My guess is that requiring a mason dump with a salter limits the potential response.


----------



## iceyman (Mar 1, 2007)

seville009 said:


> My guess is that requiring a mason dump with a salter limits the potential response.


It said full size pickup/mason


----------



## seville009 (Sep 9, 2002)

iceyman said:


> It said full size pickup/mason


It says "Full Size pickup/mason dump with salter needed for all". If he's only requiring a pickup, he may want to clarify that to maybe get a better response. Just a suggestion.....


----------



## iceyman (Mar 1, 2007)

seville009 said:


> It says "Full Size pickup/mason dump with salter needed for all". If he's only requiring a pickup, he may want to clarify that to maybe get a better response. Just a suggestion.....
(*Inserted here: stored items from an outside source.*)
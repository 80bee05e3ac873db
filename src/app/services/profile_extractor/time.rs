//! Measurement timestamp resolution
//!
//! Argo encodes measurement time in two pieces: a file-wide reference
//! instant stored as a 14-character string ("YYYYMMDDHHMMSS"), and a
//! per-profile offset in (possibly fractional) days since that instant
//! (JULD). Both are combined here into an absolute UTC timestamp.

use crate::constants::REFERENCE_TIME_FORMAT;
use crate::{Error, Result};
use chrono::{DateTime, Duration, NaiveDateTime, TimeZone, Utc};

/// Milliseconds per day, used to apply fractional day offsets
const MILLIS_PER_DAY: f64 = 86_400_000.0;

/// Parse the decoded reference-time string
///
/// The layout is fixed: 4-digit year, then 2 digits each for month, day,
/// hour, minute, second. Surrounding padding is tolerated.
pub fn parse_reference_time(raw: &str) -> Result<NaiveDateTime> {
    let trimmed = raw.trim();
    NaiveDateTime::parse_from_str(trimmed, REFERENCE_TIME_FORMAT).map_err(|e| {
        Error::datetime_parsing(format!("Invalid reference time '{}'", trimmed), e)
    })
}

/// Combine the reference instant with a day offset
///
/// Returns `None` when the offset is missing or non-finite, or when the
/// combination overflows the representable time range; a profile without
/// a resolvable timestamp emits no rows.
pub fn resolve_timestamp(base: NaiveDateTime, day_offset: Option<f64>) -> Option<DateTime<Utc>> {
    let days = day_offset.filter(|d| d.is_finite())?;
    let millis = (days * MILLIS_PER_DAY).round();
    if !millis.is_finite() || millis.abs() >= i64::MAX as f64 {
        return None;
    }

    let instant = base.checked_add_signed(Duration::milliseconds(millis as i64))?;
    Some(Utc.from_utc_datetime(&instant))
}
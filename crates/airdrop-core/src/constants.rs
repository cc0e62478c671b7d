//! Protocol and reporting constants.

/// `keccak256("Transfer(address,address,uint256)")`, topic 0 of every ERC-20
/// transfer log.
pub const ERC20_TRANSFER_TOPIC: &str =
    "0xddf252ad1be2c89b69c2b068fc378daa952ba7f163c4a11628f55a4df523b3ef";

/// Decimals assumed when scaling a whole-token airdrop amount to base units.
pub const DEFAULT_TOKEN_DECIMALS: u32 = 18;

/// Emit a progress line every this many resolved event timestamps.
pub const PROGRESS_LOG_INTERVAL: usize = 100;

/// Fractional digits shown for the realized distribution total.
pub const SUMMARY_DECIMAL_PLACES: usize = 6;

/// Length of an account address in bytes.
pub const ADDRESS_LEN: usize = 20;

/// Length of a block hash or log topic in bytes.
pub const HASH_LEN: usize = 32;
Apparently since we are on opposite sides of the fence lol


----------



## forestfireguy (Oct 7, 2006)

OK..........For clarty. Full size pickup OR Mason Dump with salter........Jeez. LOL

Now seriously, I've used plowsite on and off for years to find help covering sites. Seems these thread are getting lots of looks, but little response.


----------



## ford550 (Nov 9, 2008)

If your sites were in E.PA I could help.....just sayin'


----------



## Tbone1 (Nov 22, 2017)

What type of sites are they?


----------



## forestfireguy (Oct 7, 2006)

In Cape May I have 2 self storage places with very light shoveling (per push/per app) and a smallish apartment complex. Plow per push, no walks, salt per app


----------



## forestfireguy (Oct 7, 2006)

Small correction- Apartments in Millville, close to, but not Cape May


----------